All of lore.kernel.org
 help / color / mirror / Atom feed
From: Patrick Steinhardt <ps@pks.im>
To: Taylor Blau <me@ttaylorr.com>
Cc: git@vger.kernel.org, Junio C Hamano <gitster@pobox.com>,
	Jeff King <peff@peff.net>, Elijah Newren <newren@gmail.com>
Subject: Re: [PATCH 2/5] pack-objects: refactor `read_packs_list_from_stdin()` to use `strmap`
Date: Tue, 24 Mar 2026 08:39:28 +0100	[thread overview]
Message-ID: <acI_sP6ZEdw-xGpR@pks.im> (raw)
In-Reply-To: <ea6fdbcc46f608c3fbe65298e9ca91faf43a1b16.1773959041.git.me@ttaylorr.com>

On Thu, Mar 19, 2026 at 06:24:20PM -0400, Taylor Blau wrote:
> The '--stdin-packs' mode of pack-objects maintains two separate
> string_lists: one for included packs, and one for excluded packs. Each
> list stores the pack basename as a string and the corresponding
> `packed_git` pointer in its `->util` field.
> 
> This works, but makes it awkward to extend the set of pack "kinds" that
> pack-objects can accept via stdin, since each new kind would need its
> own string_list and duplicated handling. A future commit will want to do
> just this, so prepare for that change by handling the various "kinds" of
> packs specified over stdin in a more generic fashion.
> 
> Namely, replace the two `string_list`s with a single `strmap` keyed on
> the pack basename, with values pointing to a new `struct
> stdin_pack_info`. This struct tracks both the `packed_git` pointer and a
> `kind` bitfield indicating whether the pack was specified as included or
> excluded.

Okay.

> Extract the logic for sorting packs by mtime and adding their objects
> into a separate `stdin_packs_add_entries()` helper.

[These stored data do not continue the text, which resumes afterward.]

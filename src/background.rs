//! Periodic background loops with graceful shutdown

use std::future::Future;
use std::time::Duration;

use tokio::sync::watch;
use tokio::task::JoinHandle;
use tokio::time::MissedTickBehavior;

/// Handle to a running periodic loop
pub struct BackgroundHandle {
    name: &'static str,
    shutdown_tx: watch::Sender<bool>,
    join: JoinHandle<()>,
}

impl BackgroundHandle {
    pub fn name(&self) -> &'static str {
        self.name
    }

    pub fn is_finished(&self) -> bool {
        self.join.is_finished()
    }

    /// Signal the loop to stop and wait for it. An iteration already in
    /// progress runs to completion.
    pub async fn shutdown(self) {
        let _ = self.shutdown_tx.send(true);
        if let Err(e) = self.join.await {
            tracing::error!(task = self.name, "Background task failed: {}", e);
        }
    }
}

/// Run `f` every `period` until the returned handle is shut down.
/// The first run happens one full period after spawning.
pub fn spawn_periodic<F, Fut>(name: &'static str, period: Duration, mut f: F) -> BackgroundHandle
where
    F: FnMut() -> Fut + Send + 'static,
    Fut: Future<Output = ()> + Send,
{
    let (shutdown_tx, mut shutdown_rx) = watch::channel(false);

    let join = tokio::spawn(async move {
        let mut ticker = tokio::time::interval(period);
        ticker.set_missed_tick_behavior(MissedTickBehavior::Delay);
        // first tick fires immediately
        ticker.tick().await;
        tracing::info!(task = name, period_ms = period.as_millis() as u64, "Background task started");

        loop {
            tokio::select! {
                _ = ticker.tick() => {
                    f().await;
                }
                changed = shutdown_rx.changed() => {
                    if changed.is_err() || *shutdown_rx.borrow() {
                        break;
                    }
                }
            }
        }

        tracing::info!(task = name, "Background task stopped");
    });

    BackgroundHandle {
        name,
        shutdown_tx,
        join,
    }
}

Right, the ordering was my first question. Interestingly though, that
function doesn't seem to be added in this commit... ah, it's called
`stdin_packs_add_pack_entries()`.

> While we could have used a `string_list`, we must handle the case where
> the same pack is specified more than once. With a `string_list` only, we
> would have to pay a quadratic cost to either (a) insert elements into
> their sorted positions, or (b) a repeated linear search, which is
> accidentally quadratic. For that reason, use a strmap instead.

We could of course just add them and deduplicate in a later step via
`string_list_sort_u()`. But I assume that you want to handle the case
where we have duplicates specially, either by merging the duplicate into
the existing pack info or by aborting.

> diff --git a/builtin/pack-objects.c b/builtin/pack-objects.c
> index 9a89bc5c4c9..72c9ddbed6b 100644
> --- a/builtin/pack-objects.c
> +++ b/builtin/pack-objects.c
> @@ -3837,90 +3838,120 @@ static int pack_mtime_cmp(const void *_a, const void *_b)
>  		return 0;
>  }
>  
> -static void read_packs_list_from_stdin(struct rev_info *revs)
> +struct stdin_pack_info {
> +	struct packed_git *p;
> +	enum {
> +		STDIN_PACK_INCLUDE = (1<<0),
> +		STDIN_PACK_EXCLUDE_CLOSED = (1<<1),

It might make sense to provide a sentence for each of the enums to
explain what they do.

> +	} kind;
> +};

Okay, this is the new structure that allows us to track the packfile
kind in a way that is more extensible. Makes sense.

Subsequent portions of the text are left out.